Determine how many lines of the listing contain the word "compressed". The reply is that number alone.

[Exercise data — start]

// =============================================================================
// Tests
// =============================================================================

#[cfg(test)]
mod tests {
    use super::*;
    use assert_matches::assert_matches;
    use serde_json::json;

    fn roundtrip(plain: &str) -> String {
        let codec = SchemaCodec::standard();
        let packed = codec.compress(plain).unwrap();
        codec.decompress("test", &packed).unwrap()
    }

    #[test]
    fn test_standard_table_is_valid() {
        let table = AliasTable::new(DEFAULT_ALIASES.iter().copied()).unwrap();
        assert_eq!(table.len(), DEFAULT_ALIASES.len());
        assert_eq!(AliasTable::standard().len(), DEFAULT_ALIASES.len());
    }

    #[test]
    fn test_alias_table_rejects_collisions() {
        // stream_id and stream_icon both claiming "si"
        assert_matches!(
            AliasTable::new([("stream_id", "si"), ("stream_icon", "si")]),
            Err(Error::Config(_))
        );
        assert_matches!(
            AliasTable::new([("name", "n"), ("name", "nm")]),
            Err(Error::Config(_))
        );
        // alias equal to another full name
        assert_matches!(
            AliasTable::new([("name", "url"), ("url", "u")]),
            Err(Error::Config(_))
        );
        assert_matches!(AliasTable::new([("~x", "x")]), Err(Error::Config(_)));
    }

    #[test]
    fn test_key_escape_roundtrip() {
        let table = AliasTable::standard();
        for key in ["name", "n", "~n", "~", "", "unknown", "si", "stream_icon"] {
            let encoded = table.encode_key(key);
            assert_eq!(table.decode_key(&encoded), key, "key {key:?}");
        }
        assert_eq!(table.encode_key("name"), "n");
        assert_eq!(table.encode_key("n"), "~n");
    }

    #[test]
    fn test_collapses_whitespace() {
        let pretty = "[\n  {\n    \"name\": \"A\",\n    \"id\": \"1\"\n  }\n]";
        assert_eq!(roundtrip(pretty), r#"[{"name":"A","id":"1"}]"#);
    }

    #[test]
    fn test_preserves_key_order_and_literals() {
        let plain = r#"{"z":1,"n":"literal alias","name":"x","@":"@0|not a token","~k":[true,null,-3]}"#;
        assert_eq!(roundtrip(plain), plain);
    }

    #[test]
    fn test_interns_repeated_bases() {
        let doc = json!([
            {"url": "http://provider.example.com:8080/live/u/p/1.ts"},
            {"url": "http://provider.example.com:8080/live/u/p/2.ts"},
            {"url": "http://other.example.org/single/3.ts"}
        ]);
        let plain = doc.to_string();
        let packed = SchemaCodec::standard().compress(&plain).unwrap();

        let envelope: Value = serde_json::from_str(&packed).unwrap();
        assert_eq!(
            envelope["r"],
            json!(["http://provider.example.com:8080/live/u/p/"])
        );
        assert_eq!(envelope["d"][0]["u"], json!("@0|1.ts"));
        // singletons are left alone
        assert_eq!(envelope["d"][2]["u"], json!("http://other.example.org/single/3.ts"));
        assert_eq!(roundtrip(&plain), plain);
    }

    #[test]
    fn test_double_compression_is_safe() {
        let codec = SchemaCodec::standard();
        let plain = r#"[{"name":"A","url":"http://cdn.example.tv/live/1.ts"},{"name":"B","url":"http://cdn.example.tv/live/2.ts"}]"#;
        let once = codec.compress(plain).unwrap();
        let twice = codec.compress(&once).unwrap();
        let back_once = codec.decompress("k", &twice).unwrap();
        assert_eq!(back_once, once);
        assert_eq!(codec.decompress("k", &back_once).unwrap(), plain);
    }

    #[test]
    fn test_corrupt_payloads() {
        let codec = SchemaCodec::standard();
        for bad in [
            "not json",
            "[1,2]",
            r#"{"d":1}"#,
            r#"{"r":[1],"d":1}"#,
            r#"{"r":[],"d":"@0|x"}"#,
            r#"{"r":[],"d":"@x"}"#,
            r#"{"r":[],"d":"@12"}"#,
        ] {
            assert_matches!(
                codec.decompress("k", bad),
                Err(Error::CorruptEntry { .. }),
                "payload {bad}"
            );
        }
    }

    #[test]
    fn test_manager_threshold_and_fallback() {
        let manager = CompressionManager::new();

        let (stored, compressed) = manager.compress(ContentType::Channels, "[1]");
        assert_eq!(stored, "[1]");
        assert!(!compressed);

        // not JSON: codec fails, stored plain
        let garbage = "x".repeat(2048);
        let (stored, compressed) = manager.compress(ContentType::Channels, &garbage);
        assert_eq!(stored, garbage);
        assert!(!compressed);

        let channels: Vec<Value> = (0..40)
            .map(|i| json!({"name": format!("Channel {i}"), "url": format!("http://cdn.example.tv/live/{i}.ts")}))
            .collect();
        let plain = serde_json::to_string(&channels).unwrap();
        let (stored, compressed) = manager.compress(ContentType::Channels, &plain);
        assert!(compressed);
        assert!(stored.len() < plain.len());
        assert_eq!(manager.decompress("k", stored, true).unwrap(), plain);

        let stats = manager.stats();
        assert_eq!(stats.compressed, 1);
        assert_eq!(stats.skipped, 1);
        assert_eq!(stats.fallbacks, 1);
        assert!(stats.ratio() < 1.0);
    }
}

[Exercise data — finish]

- _Solution to this problem_: 7